Tue Oct 11 06:39:55 CEST 2016

Hi,

Probably this email should better go to the developer list, but I just
want some hydrogen bond experts to help me. I want to make sure my
understanding and modification to gmx_hbond.c is correct.

I found two issues in gmx_hbond.c. The first one is seg fault in
crosscorr.c (or .cpp in 2016 version). I am pretty sure it is a bug
and reported here with fixes. https://redmine.gromacs.org/issues/2057
The second one is the normalization factor of the cross correlation
function, which I am not quite sure.

I am following Luzar 2000 paper. (
http://scitation.aip.org/content/aip/journal/jcp/113/23/10.1063/1.1320826
  ) In the paper, the normalization factor of crosscorrelation
function is defined as <h> (actually 1/<h>), which is the same with
that of the autocorrelation function of h. (ght[] is the
crosscorrelation function in gmx_hbond.c; ht[] is the autocorrelation
function of h) But, in gmx_hbond.c, a different normalization factor
is used for ght[] in normalizeACF(). (it is nhb, total number of
h-bonds in all frames) This change was introduced in a bug fix. (
https://redmine.gromacs.org/issues/960   )  The normalization factor
of the autocorrelation function of h used in normalizeACF() is ht[0],
the value of the autocorrelation function at t=0. (BTW, this value is
not exactly the same as <h>, I think, there is a factor of N_hydrogen
difference. (?not very sure) Or in another way, ht[0] is the average
number of hbonds in one frame. But this difference doesn't matter if
both correlation functions have this factor)   nhb, the normalization
factor for crosscorrelation function ght[], is actually
nhb=N_frames*ht[0]. There is an additional N_frames factor here (total
number of frames in the analyzed trajectory) If we look at the old
crosscorrelation code in crosscorr.c, there is an (N-i) factor missing
for the ith output data, where N is the length of input data and i is
the index of output array.
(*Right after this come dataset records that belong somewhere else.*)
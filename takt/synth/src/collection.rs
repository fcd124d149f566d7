use crate::{
    create_exclusion_graph_from_execution_time,
    create_exclusion_graph_from_ports, PortBudget, Process, ProcessKind,
};
use linked_hash_map::LinkedHashMap;
use std::collections::BTreeMap;
use takt_utils::{Error, GetName, Id, TaktResult};

/// A set of [Process]es sharing one schedule period.
///
/// The period is collection-wide: every process interval is interpreted
/// modulo `schedule_time`. The collection's process kind is fixed lazily by
/// the first insertion; inserting a process of a different kind afterwards
/// is a configuration error.
///
/// All `split_*` operations are pure: they return fresh collections and
/// never mutate the source. Together the parts of any split form a
/// partition of the source collection.
#[derive(Clone, Debug)]
pub struct ProcessCollection {
    processes: LinkedHashMap<Id, Process>,
    schedule_time: u64,
    kind: Option<ProcessKind>,
}

impl ProcessCollection {
    pub fn new(schedule_time: u64) -> Self {
        ProcessCollection {
            processes: LinkedHashMap::new(),
            schedule_time,
            kind: None,
        }
    }

    pub fn from_processes(
        processes: impl IntoIterator<Item = Process>,
        schedule_time: u64,
    ) -> TaktResult<Self> {
        let mut collection = Self::new(schedule_time);
        for p in processes {
            collection.add_process(p)?;
        }
        Ok(collection)
    }

    pub fn schedule_time(&self) -> u64 {
        self.schedule_time
    }

    /// The kind of the processes in this collection, if any have been added.
    pub fn kind(&self) -> Option<ProcessKind> {
        self.kind
    }

    pub fn len(&self) -> usize {
        self.processes.len()
    }

    pub fn is_empty(&self) -> bool {
        self.processes.is_empty()
    }

    pub fn iter(&self) -> impl Iterator<Item = &Process> + Clone {
        self.processes.values()
    }

    pub fn get(&self, name: impl Into<Id>) -> Option<&Process> {
        self.processes.get(&name.into())
    }

    pub fn contains(&self, name: impl Into<Id>) -> bool {
        self.processes.contains_key(&name.into())
    }

    /// Add a process. The first insertion fixes the collection's kind.
    pub fn add_process(&mut self, process: Process) -> TaktResult<()> {
        match self.kind {
            None => self.kind = Some(process.kind()),
            Some(kind) if kind != process.kind() => {
                return Err(Error::malformed_structure(format!(
                    "process `{}' not of expected type: collection holds \
                     {kind}s, got a {}",
                    process.name(),
                    process.kind()
                )));
            }
            Some(_) => (),
        }
        if self.processes.contains_key(&process.name()) {
            return Err(Error::malformed_structure(format!(
                "duplicate process name `{}'",
                process.name()
            )));
        }
        self.processes.insert(process.name(), process);
        Ok(())
    }

    /// Remove the process named `name` and return it.
    pub fn remove_process(&mut self, name: Id) -> TaktResult<Process> {
        self.processes.remove(&name).ok_or_else(|| {
            Error::malformed_structure(format!(
                "no process named `{name}' in collection"
            ))
        })
    }

    /// Partition by operator type name. Processes without a type name
    /// (memory variables) are grouped under their kind.
    pub fn split_on_type_name(&self) -> BTreeMap<Id, ProcessCollection> {
        let mut out: BTreeMap<Id, ProcessCollection> = BTreeMap::new();
        for p in self.iter() {
            let key = p
                .type_name()
                .unwrap_or_else(|| Id::new(p.kind().to_string()));
            out.entry(key)
                .or_insert_with(|| ProcessCollection::new(self.schedule_time))
                .add_process(p.clone())
                .expect("grouped processes share a kind");
        }
        out
    }

    /// Partition into collections whose members never overlap in time:
    /// color the execution-time exclusion graph and emit one collection per
    /// color.
    pub fn split_on_execution_time(&self) -> Vec<ProcessCollection> {
        let graph = create_exclusion_graph_from_execution_time(self);
        self.split_by_coloring(graph.color_greedy())
    }

    /// Partition into (total lifetime <= `threshold`, rest). With a
    /// threshold of 0 this isolates same-cycle transfers, which need a
    /// direct interconnect rather than storage.
    pub fn split_on_length(
        &self,
        threshold: u64,
    ) -> (ProcessCollection, ProcessCollection) {
        let mut short = ProcessCollection::new(self.schedule_time);
        let mut long = ProcessCollection::new(self.schedule_time);
        for p in self.iter() {
            let target = if p.execution_time() <= threshold {
                &mut short
            } else {
                &mut long
            };
            target
                .add_process(p.clone())
                .expect("partition preserves the source kind");
        }
        (short, long)
    }

    /// Partition into collections that each fit the given memory port
    /// budget: color the port exclusion graph and emit one collection per
    /// color. Either `total_ports` or both `read_ports` and `write_ports`
    /// must be given.
    pub fn split_on_ports(
        &self,
        read_ports: Option<usize>,
        write_ports: Option<usize>,
        total_ports: Option<usize>,
    ) -> TaktResult<Vec<ProcessCollection>> {
        let budget = PortBudget::new(read_ports, write_ports, total_ports)?;
        let graph = create_exclusion_graph_from_ports(self, budget)?;
        Ok(self.split_by_coloring(graph.color_greedy()))
    }

    fn split_by_coloring(
        &self,
        coloring: BTreeMap<Id, usize>,
    ) -> Vec<ProcessCollection> {
        let colors = coloring.values().copied().max().map_or(0, |c| c + 1);
        let mut parts =
            vec![ProcessCollection::new(self.schedule_time); colors];
        for p in self.iter() {
            parts[coloring[&p.name()]]
                .add_process(p.clone())
                .expect("partition preserves the source kind");
        }
        parts
    }
}

impl serde::Serialize for ProcessCollection {
    fn serialize<S>(&self, serializer: S) -> Result<S::Ok, S::Error>
    where
        S: serde::Serializer,
    {
        use serde::ser::SerializeStruct;
        let mut s = serializer.serialize_struct("ProcessCollection", 2)?;
        s.serialize_field("schedule_time", &self.schedule_time)?;
        s.serialize_field(
            "processes",
            &self.processes.values().collect::<Vec<_>>(),
        )?;
        s.end()
    }
}

impl std::fmt::Display for ProcessCollection {
    fn fmt(&self, f: &mut std::fmt::Formatter<'_>) -> std::fmt::Result {
        write!(f, "collection (T={}) {{", self.schedule_time)?;
        for p in self.iter() {
            write!(
                f,
                " {}@[{}, {}+{})",
                p.name(),
                p.start_time(),
                p.start_time(),
                p.execution_time()
            )?;
        }
        write!(f, " }}")
    }
}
So, overall, the net effect is the output
ght[] has an additional factor (N-i)/N multiplied. This means that for
time near zero, the crosscorrelation function is very close to the
expected data, but if time gets close to dt*N_frames (the tail), the
crosscorrelation function is only about 1/N of the expected data. I
found this patch (   https://gerrit.gromacs.org/#/c/3471/   ) wanted
to fix this issue, though I don't think it does. I guess that is the
whole story....

At this time, I think using ht[0] as the normalization factor for both
ht[] and ght[] and adopting my fix for the crosscorr.c (
https://redmine.gromacs.org/issues/2057   ) should fix this issue.
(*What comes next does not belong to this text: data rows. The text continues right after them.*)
mod cmdline;
mod driver;

use takt_utils::TaktResult;

fn main() -> TaktResult<()> {
    driver::run_pipeline()
}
Please comment whether I am right or not. I am still not very clear
how Luzar defined <h> in the paper. In Luzar and Chandler 1996 nature
paper, (   http://www.nature.com/nature/journal/v379/n6560/abs/379055a0.html
  ) they said 0.5*N(N-1)<h> is the average h-bond number in fluids. I
don't know how operator <> is defined here.... Just hope it does not
matter and can be cancelled out, otherwise the backward rate will be
very wired.

Thanks,
Jiannan Liu